Return, word for word, only the lines of the data below that lie between the line with "PartialGenerationOptions) -> Result<String>" and the line with "Generates every encoding", those two lines included.
[PROVIDED INFORMATION — start]
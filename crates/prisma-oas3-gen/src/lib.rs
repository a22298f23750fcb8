//! Generates OpenAPI 3.1 component schemas from a Prisma data model.
//!
//! The input is the DMMF document produced by the Prisma schema parser. Each
//! model becomes an object schema, each enum a string schema, and the result
//! is rendered as YAML, JSON and/or `@openapi` JSDoc comment blocks.

#![allow(clippy::doc_markdown)]
#![allow(clippy::missing_errors_doc)]

pub mod dmmf;
pub mod error;
pub mod generator;
mod utils;

pub use dmmf::{Datamodel, DatamodelEnum, EnumValue, Field, FieldKind, Model};
pub use error::{GenerateError, Result};
pub use generator::{
  filter::{FilterList, ModelFilter},
  options::{GenerationOptions, PartialGenerationOptions},
  orchestrator::{GeneratedDocument, GeneratedFile, GeneratedOutput, GenerationStats, Orchestrator},
  render::OutputFormat,
  schema::{SchemaDocument, SchemaFragment},
  warnings::{Degradation, GenerationWarning},
};

/// Generates a single schema document from a DMMF JSON string.
///
/// Returns YAML unless JSON is requested with YAML switched off; if both are
/// switched off JSON is returned anyway.
///
/// # Errors
///
/// Fails on empty or malformed input and on schema name collisions.
pub fn generate_openapi_schema(dmmf: &str, options: PartialGenerationOptions) -> Result<String> {
  let datamodel = Datamodel::from_json(dmmf)?;
  let options = GenerationOptions::resolve(options);
  let format = options.library_format();
  Orchestrator::new(datamodel, options).render(format)
}

/// Generates every encoding enabled in `options` from a DMMF JSON string.
pub fn generate_openapi_outputs(dmmf: &str, options: PartialGenerationOptions) -> Result<GeneratedOutput> {
  let datamodel = Datamodel::from_json(dmmf)?;
  Orchestrator::new(datamodel, GenerationOptions::resolve(options)).generate()
}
[PROVIDED INFORMATION — finish]
ANSWER TO THE PROBLEM »
pub fn generate_openapi_schema(dmmf: &str, options: PartialGenerationOptions) -> Result<String> {
  let datamodel = Datamodel::from_json(dmmf)?;
  let options = GenerationOptions::resolve(options);
  let format = options.library_format();
  Orchestrator::new(datamodel, options).render(format)
}

/// Generates every encoding enabled in `options` from a DMMF JSON string.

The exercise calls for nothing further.